── DATA PROVIDED ──
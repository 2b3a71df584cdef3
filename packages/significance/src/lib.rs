#![cfg_attr(feature = "fail-on-warnings", deny(warnings))]
#![warn(clippy::all, clippy::pedantic, clippy::nursery, clippy::cargo)]
#![allow(clippy::multiple_crate_versions, clippy::cargo_common_metadata)]

//! Finds road segments whose usage differs significantly between two
//! routing algorithms.
//!
//! The [`engine::SegmentDifferenceEngine`] pairs the routes both algorithms
//! produced for the same trip, resamples those pairs with replacement, and
//! classifies every directed segment by the percentile interval of its net
//! usage difference. Results can be written to and read back from a
//! `GeoJSON` feature collection ([`geojson_io`]) and summarized by the
//! income of the tracts gaining or losing traffic ([`traffic`]).

pub mod engine;
pub mod geojson_io;
pub mod traffic;

use route_equity_bootstrap::BootstrapError;
use strum_macros::Display;
use thiserror::Error;

/// Phases of a segment difference run, in order.
#[derive(Debug, Clone, Copy, PartialEq, Eq, Display)]
#[strum(serialize_all = "SCREAMING_SNAKE_CASE")]
pub enum EngineStage {
    Loading,
    Filtering,
    SegmentEnumeration,
    Resampling,
    SignificanceClassification,
    Output,
}

/// Errors that can occur while computing or exchanging segment differences.
#[derive(Debug, Error)]
pub enum SignificanceError {
    /// No route identifier survived pairing and filtering.
    #[error("No routes are shared by both sets after filtering")]
    NoEligibleRoutes,

    /// Bootstrap options were rejected.
    #[error(transparent)]
    Bootstrap(#[from] BootstrapError),

    /// Reading or writing a file failed.
    #[error("IO error: {0}")]
    Io(#[from] std::io::Error),

    /// JSON serialization failed.
    #[error("JSON error: {0}")]
    Json(#[from] serde_json::Error),

    /// The input was not valid `GeoJSON`.
    #[error("GeoJSON error: {0}")]
    GeoJson(#[from] geojson::Error),

    /// The input parsed but was not a `FeatureCollection`.
    #[error("Expected a FeatureCollection of segments")]
    NotFeatureCollection,

    /// A feature could not be read as a segment with statistics.
    #[error("Invalid segment feature {index}: {message}")]
    InvalidFeature {
        /// Position of the feature in the collection.
        index: usize,
        /// What was wrong with it.
        message: String,
    },
}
───
YOUR ASSIGNMENT: Above this instruction are the records; retype exactly the lines from the one containing "back from a" up to and including the one containing "The input parsed".

SOLUTION TO THIS PROBLEM:
//! usage difference. Results can be written to and read back from a
//! `GeoJSON` feature collection ([`geojson_io`]) and summarized by the
//! income of the tracts gaining or losing traffic ([`traffic`]).

pub mod engine;
pub mod geojson_io;
pub mod traffic;

use route_equity_bootstrap::BootstrapError;
use strum_macros::Display;
use thiserror::Error;

/// Phases of a segment difference run, in order.
#[derive(Debug, Clone, Copy, PartialEq, Eq, Display)]
#[strum(serialize_all = "SCREAMING_SNAKE_CASE")]
pub enum EngineStage {
    Loading,
    Filtering,
    SegmentEnumeration,
    Resampling,
    SignificanceClassification,
    Output,
}

/// Errors that can occur while computing or exchanging segment differences.
#[derive(Debug, Error)]
pub enum SignificanceError {
    /// No route identifier survived pairing and filtering.
    #[error("No routes are shared by both sets after filtering")]
    NoEligibleRoutes,

    /// Bootstrap options were rejected.
    #[error(transparent)]
    Bootstrap(#[from] BootstrapError),

    /// Reading or writing a file failed.
    #[error("IO error: {0}")]
    Io(#[from] std::io::Error),

    /// JSON serialization failed.
    #[error("JSON error: {0}")]
    Json(#[from] serde_json::Error),

    /// The input was not valid `GeoJSON`.
    #[error("GeoJSON error: {0}")]
    GeoJson(#[from] geojson::Error),

    /// The input parsed but was not a `FeatureCollection`.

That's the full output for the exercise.